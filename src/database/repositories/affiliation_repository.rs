// ABOUTME: SQLite implementation of the AffiliationStore trait
// ABOUTME: Delegates to AffiliationManager on the shared pool
//
// SPDX-License-Identifier: MIT OR Apache-2.0
// Copyright (c) 2025 Gymn

use async_trait::async_trait;
use uuid::Uuid;

use super::AffiliationStore;
use crate::database::{AffiliationManager, Database};
use crate::errors::DatabaseError;
use crate::models::Affiliation;

/// `SQLite` implementation of `AffiliationStore`
pub struct AffiliationStoreImpl {
    affiliations: AffiliationManager,
}

impl AffiliationStoreImpl {
    /// Create a new `AffiliationStore` with the given database connection
    #[must_use]
    pub fn new(db: &Database) -> Self {
        Self {
            affiliations: db.affiliations(),
        }
    }
}

#[async_trait]
impl AffiliationStore for AffiliationStoreImpl {
    async fn create(&self, affiliation: &Affiliation) -> Result<Uuid, DatabaseError> {
        self.affiliations.create(affiliation).await
    }

    async fn find_by_id(&self, id: Uuid) -> Result<Option<Affiliation>, DatabaseError> {
        self.affiliations.get(id).await
    }

    async fn find_by_user(&self, user_id: Uuid) -> Result<Vec<Affiliation>, DatabaseError> {
        self.affiliations.list_by_user(user_id).await
    }

    async fn list_by_gym(&self, gym_id: Uuid) -> Result<Vec<Affiliation>, DatabaseError> {
        self.affiliations.list_by_gym(gym_id).await
    }

    async fn mark_verified(&self, id: Uuid) -> Result<bool, DatabaseError> {
        self.affiliations.mark_verified(id).await
    }

    async fn delete(&self, id: Uuid) -> Result<bool, DatabaseError> {
        self.affiliations.delete(id).await
    }
}
// ABOUTME: Affiliation model linking an account to a gym, pending or active
// ABOUTME: Invite types, derived lifecycle state, invite target selectors and listing views
//
// SPDX-License-Identifier: MIT OR Apache-2.0
// Copyright (c) 2025 Gymn

use std::fmt::{Display, Formatter, Result as FmtResult};
use std::str::FromStr;

use chrono::{DateTime, Utc};
use serde::{Deserialize, Serialize};
use uuid::Uuid;

use super::{AccountSummary, GymSummary};
use crate::constants::messages;
use crate::errors::AppError;
use crate::validation::{self, FieldErrors};

// ============================================================================
// Enums
// ============================================================================

/// How an affiliation came to be
#[non_exhaustive]
#[derive(Debug, Clone, Copy, Serialize, Deserialize, PartialEq, Eq)]
#[serde(rename_all = "snake_case")]
pub enum InviteType {
    /// Gym owner invited an account that already existed
    Existing,
    /// Gym owner invited someone who had no account yet
    New,
    /// Member joined with the gym's referral code
    Referral,
}

impl InviteType {
    /// Database string representation
    #[must_use]
    pub const fn as_str(&self) -> &'static str {
        match self {
            Self::Existing => "existing",
            Self::New => "new",
            Self::Referral => "referral",
        }
    }
}

impl Display for InviteType {
    fn fmt(&self, f: &mut Formatter<'_>) -> FmtResult {
        f.write_str(self.as_str())
    }
}

impl FromStr for InviteType {
    type Err = AppError;

    fn from_str(s: &str) -> Result<Self, Self::Err> {
        match s.to_lowercase().as_str() {
            "existing" => Ok(Self::Existing),
            "new" => Ok(Self::New),
            "referral" => Ok(Self::Referral),
            _ => Err(AppError::invalid_input(format!("Invalid invite type: {s}"))),
        }
    }
}

/// Lifecycle state of a stored affiliation
///
/// Deleted affiliations have no row and therefore no state.
#[non_exhaustive]
#[derive(Debug, Clone, Copy, Serialize, Deserialize, PartialEq, Eq)]
#[serde(rename_all = "snake_case")]
pub enum AffiliationState {
    /// Invitation in flight
    Pending,
    /// Active membership
    Active,
}

impl AffiliationState {
    /// State for a `verified` flag
    #[must_use]
    pub const fn from_verified(verified: bool) -> Self {
        if verified {
            Self::Active
        } else {
            Self::Pending
        }
    }
}

// ============================================================================
// Affiliation
// ============================================================================

/// Link between one account and one gym
#[derive(Debug, Clone, Serialize, Deserialize, PartialEq, Eq)]
pub struct Affiliation {
    /// Unique identifier
    pub id: Uuid,
    /// The affiliate account
    pub user_id: Uuid,
    /// The gym
    pub belongs_to: Uuid,
    /// `false` while the invitation is pending
    pub verified: bool,
    /// Channel that created the row
    pub invite_type: InviteType,
    /// When the row was created
    pub created_at: DateTime<Utc>,
    /// When the row last changed
    pub updated_at: DateTime<Utc>,
}

impl Affiliation {
    /// A pending invitation
    #[must_use]
    pub fn invite(user_id: Uuid, belongs_to: Uuid, invite_type: InviteType) -> Self {
        let now = Utc::now();
        Self {
            id: Uuid::new_v4(),
            user_id,
            belongs_to,
            verified: false,
            invite_type,
            created_at: now,
            updated_at: now,
        }
    }

    /// An active membership created by a referral code
    #[must_use]
    pub fn referral(user_id: Uuid, belongs_to: Uuid) -> Self {
        Self {
            verified: true,
            ..Self::invite(user_id, belongs_to, InviteType::Referral)
        }
    }

    /// Derived lifecycle state
    #[must_use]
    pub const fn state(&self) -> AffiliationState {
        AffiliationState::from_verified(self.verified)
    }

    /// Whether the invitation is still awaiting an answer
    #[must_use]
    pub const fn is_pending(&self) -> bool {
        !self.verified
    }
}

// ============================================================================
// Invite target selector
// ============================================================================

/// Identifies the account an existing-user invite targets
#[derive(Debug, Clone, PartialEq, Eq)]
pub enum InviteSelector {
    /// Look the target up by email
    ByEmail(String),
    /// Look the target up by username
    ByUsername(String),
}

impl InviteSelector {
    /// Build a selector from a body carrying exactly one of `email` / `username`
    ///
    /// Blank strings count as absent.
    ///
    /// # Errors
    ///
    /// Returns `InvalidInput` when both or neither field is present, or when the
    /// supplied value is malformed.
    pub fn from_parts(email: Option<&str>, username: Option<&str>) -> Result<Self, AppError> {
        let email = email.map(str::trim).filter(|s| !s.is_empty());
        let username = username.map(str::trim).filter(|s| !s.is_empty());

        match (email, username) {
            (Some(email), None) => {
                let mut errors = FieldErrors::new();
                errors.check("email", validation::check_email(email));
                errors.into_result()?;
                Ok(Self::ByEmail(validation::normalize_email(email)))
            }
            (None, Some(username)) => {
                let mut errors = FieldErrors::new();
                errors.check("username", validation::check_username(username));
                errors.into_result()?;
                Ok(Self::ByUsername(username.to_owned()))
            }
            (Some(_), Some(_)) | (None, None) => {
                Err(AppError::invalid_input(messages::SELECTOR_EXCLUSIVE)
                    .with_title("Invalid request"))
            }
        }
    }
}

impl Display for InviteSelector {
    fn fmt(&self, f: &mut Formatter<'_>) -> FmtResult {
        match self {
            Self::ByEmail(email) => write!(f, "email:{email}"),
            Self::ByUsername(username) => write!(f, "username:{username}"),
        }
    }
}

// ============================================================================
// Listing views
// ============================================================================

/// One row of a gym's affiliate list
#[derive(Debug, Clone, Serialize, Deserialize)]
pub struct AffiliateEntry {
    /// Affiliation id
    pub id: Uuid,
    /// Pending or active
    pub state: AffiliationState,
    /// Channel that created the affiliation
    pub invite_type: InviteType,
    /// When the affiliation was created
    pub created_at: DateTime<Utc>,
    /// The affiliate
    pub user: AccountSummary,
}

/// A pending invitation as seen by the invited account
#[derive(Debug, Clone, Serialize, Deserialize)]
pub struct Invitation {
    /// Affiliation id to accept or decline
    pub affiliation_id: Uuid,
    /// Channel that created the invitation
    pub invite_type: InviteType,
    /// When the invitation was sent
    pub created_at: DateTime<Utc>,
    /// The inviting gym
    pub gym: GymSummary,
}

Exercise requirements
Look through the listing above and copy each line where the string "membership" occurs.

Solution for this task
    /// Active membership
    /// An active membership created by a referral code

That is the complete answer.